> [TASK PROMPT]
When you have gone through the records below, state only how many lines include the word "first".

▶

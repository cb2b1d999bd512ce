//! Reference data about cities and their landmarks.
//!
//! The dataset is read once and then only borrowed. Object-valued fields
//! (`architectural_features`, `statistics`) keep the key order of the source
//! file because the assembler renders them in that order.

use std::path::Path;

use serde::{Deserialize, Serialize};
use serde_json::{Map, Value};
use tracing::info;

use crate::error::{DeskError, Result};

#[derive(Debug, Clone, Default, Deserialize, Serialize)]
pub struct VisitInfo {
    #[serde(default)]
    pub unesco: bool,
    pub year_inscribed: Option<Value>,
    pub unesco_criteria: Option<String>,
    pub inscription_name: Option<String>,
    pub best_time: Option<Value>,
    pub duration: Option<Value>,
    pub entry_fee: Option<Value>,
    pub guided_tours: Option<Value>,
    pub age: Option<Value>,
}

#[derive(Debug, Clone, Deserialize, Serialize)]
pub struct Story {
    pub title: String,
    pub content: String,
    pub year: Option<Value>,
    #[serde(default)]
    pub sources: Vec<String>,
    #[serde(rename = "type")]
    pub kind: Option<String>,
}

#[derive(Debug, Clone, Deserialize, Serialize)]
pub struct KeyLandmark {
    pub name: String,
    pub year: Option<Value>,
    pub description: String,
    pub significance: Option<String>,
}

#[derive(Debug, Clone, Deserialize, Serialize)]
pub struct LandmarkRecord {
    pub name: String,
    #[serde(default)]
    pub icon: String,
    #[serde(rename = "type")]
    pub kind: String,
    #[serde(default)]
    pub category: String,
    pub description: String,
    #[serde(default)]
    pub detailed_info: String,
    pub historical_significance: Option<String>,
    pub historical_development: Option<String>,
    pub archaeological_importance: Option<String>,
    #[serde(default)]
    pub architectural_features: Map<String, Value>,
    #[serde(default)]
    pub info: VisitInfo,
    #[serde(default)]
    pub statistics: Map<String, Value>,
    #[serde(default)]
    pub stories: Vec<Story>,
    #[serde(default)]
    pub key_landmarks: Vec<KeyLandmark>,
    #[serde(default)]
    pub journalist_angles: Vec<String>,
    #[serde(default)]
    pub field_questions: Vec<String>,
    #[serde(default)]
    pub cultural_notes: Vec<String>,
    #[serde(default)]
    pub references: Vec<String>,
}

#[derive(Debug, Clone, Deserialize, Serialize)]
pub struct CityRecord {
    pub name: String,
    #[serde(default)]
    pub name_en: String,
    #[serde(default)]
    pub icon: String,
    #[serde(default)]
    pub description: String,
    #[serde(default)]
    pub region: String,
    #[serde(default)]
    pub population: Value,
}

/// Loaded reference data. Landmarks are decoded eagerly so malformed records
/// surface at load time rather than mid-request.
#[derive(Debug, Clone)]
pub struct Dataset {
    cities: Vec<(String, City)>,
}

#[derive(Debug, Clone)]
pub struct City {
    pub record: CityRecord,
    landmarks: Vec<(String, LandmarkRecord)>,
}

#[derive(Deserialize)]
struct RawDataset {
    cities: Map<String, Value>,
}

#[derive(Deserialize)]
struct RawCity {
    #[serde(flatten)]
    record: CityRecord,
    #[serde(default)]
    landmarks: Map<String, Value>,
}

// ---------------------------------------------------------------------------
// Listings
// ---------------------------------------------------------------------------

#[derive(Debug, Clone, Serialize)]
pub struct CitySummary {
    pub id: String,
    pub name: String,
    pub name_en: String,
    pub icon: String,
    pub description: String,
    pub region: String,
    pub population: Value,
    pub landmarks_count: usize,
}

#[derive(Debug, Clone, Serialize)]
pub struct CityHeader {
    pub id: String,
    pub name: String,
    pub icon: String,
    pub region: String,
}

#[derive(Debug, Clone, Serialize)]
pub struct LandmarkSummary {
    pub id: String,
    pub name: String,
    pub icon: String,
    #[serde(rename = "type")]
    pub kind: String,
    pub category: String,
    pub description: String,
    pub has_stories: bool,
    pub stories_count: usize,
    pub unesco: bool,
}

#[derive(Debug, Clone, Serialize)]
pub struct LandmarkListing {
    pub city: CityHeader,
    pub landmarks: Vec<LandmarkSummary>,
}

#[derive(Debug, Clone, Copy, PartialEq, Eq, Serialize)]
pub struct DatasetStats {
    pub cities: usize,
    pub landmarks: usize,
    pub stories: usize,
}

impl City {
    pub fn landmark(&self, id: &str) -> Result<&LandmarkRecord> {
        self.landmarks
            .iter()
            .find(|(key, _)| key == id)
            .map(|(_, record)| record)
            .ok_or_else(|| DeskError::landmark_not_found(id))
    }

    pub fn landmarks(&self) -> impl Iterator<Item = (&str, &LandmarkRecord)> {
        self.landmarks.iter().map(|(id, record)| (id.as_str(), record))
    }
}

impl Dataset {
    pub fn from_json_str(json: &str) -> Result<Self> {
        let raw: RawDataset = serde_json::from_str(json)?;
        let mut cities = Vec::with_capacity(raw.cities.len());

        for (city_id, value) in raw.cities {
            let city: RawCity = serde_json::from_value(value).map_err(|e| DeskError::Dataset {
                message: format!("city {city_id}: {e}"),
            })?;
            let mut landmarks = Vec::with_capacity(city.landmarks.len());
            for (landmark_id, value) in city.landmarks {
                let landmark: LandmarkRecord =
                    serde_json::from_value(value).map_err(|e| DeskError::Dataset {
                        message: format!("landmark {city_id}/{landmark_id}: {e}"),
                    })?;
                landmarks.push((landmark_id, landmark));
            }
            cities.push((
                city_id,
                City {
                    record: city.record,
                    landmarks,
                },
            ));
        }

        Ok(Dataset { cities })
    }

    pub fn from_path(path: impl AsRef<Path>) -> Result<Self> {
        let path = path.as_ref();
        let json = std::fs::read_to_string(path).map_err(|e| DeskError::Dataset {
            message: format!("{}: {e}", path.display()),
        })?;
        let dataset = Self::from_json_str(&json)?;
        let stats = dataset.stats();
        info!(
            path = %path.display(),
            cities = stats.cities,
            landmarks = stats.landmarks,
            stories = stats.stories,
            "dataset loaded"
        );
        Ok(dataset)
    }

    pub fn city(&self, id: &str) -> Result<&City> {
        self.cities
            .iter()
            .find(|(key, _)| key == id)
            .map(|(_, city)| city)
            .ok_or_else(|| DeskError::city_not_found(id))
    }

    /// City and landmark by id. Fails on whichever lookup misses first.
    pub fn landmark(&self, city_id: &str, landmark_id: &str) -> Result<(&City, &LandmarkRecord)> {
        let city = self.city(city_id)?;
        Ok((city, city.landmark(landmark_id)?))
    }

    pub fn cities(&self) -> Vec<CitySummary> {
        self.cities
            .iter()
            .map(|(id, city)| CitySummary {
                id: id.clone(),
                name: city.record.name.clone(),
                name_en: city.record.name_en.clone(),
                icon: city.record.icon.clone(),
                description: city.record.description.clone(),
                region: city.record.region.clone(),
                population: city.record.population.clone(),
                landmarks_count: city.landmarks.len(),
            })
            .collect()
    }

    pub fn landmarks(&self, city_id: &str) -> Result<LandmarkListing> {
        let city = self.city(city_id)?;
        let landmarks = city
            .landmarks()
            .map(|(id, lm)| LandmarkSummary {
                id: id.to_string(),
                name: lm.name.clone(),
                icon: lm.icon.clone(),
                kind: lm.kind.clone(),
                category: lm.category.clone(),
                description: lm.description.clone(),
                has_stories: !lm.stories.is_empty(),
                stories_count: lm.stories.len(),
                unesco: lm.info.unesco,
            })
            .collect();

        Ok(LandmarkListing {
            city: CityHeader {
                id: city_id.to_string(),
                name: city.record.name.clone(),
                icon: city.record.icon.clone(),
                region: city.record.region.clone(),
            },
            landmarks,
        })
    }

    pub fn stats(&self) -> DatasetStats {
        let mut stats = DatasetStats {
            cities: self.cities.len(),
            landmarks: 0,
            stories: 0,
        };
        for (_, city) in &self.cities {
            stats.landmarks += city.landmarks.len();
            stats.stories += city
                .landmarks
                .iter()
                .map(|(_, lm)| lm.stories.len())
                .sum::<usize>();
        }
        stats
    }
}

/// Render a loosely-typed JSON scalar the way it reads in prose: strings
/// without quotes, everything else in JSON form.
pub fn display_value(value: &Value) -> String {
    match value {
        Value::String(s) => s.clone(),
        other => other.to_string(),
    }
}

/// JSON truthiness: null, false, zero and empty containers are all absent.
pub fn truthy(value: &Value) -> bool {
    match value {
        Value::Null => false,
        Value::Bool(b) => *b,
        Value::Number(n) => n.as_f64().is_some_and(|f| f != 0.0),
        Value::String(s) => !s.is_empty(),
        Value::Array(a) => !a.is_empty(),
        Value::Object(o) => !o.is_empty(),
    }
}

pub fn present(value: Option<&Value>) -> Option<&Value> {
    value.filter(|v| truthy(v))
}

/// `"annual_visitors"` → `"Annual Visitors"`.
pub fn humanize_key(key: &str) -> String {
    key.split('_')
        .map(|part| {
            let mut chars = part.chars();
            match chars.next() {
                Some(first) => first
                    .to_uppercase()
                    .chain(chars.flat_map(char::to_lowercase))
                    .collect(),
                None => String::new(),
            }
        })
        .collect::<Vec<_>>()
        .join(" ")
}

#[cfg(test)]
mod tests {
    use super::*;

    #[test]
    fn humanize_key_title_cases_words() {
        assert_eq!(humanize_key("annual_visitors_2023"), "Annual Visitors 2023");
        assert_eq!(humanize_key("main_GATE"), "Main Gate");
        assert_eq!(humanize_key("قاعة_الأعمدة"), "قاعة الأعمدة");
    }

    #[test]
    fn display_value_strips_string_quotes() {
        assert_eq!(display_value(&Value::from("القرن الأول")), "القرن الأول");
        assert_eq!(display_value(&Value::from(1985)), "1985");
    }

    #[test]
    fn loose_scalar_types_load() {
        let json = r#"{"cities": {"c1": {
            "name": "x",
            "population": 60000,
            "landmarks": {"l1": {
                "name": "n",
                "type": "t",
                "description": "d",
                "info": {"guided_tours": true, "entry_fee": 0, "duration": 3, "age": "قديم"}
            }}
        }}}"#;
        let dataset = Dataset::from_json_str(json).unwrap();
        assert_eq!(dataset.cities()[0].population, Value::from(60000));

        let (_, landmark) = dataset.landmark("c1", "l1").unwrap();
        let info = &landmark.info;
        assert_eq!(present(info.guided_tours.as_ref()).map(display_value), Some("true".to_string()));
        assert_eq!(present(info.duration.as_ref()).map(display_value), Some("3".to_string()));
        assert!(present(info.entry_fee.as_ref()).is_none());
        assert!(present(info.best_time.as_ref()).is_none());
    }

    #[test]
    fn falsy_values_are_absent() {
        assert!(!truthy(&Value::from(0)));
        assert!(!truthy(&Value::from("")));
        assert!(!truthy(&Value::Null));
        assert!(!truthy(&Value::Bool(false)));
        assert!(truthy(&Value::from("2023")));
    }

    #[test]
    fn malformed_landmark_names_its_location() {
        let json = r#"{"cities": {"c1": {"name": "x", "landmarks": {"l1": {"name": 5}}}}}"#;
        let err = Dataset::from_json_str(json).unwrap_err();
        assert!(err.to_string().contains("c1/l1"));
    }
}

◀

> [EXERCISE ANSWER]
2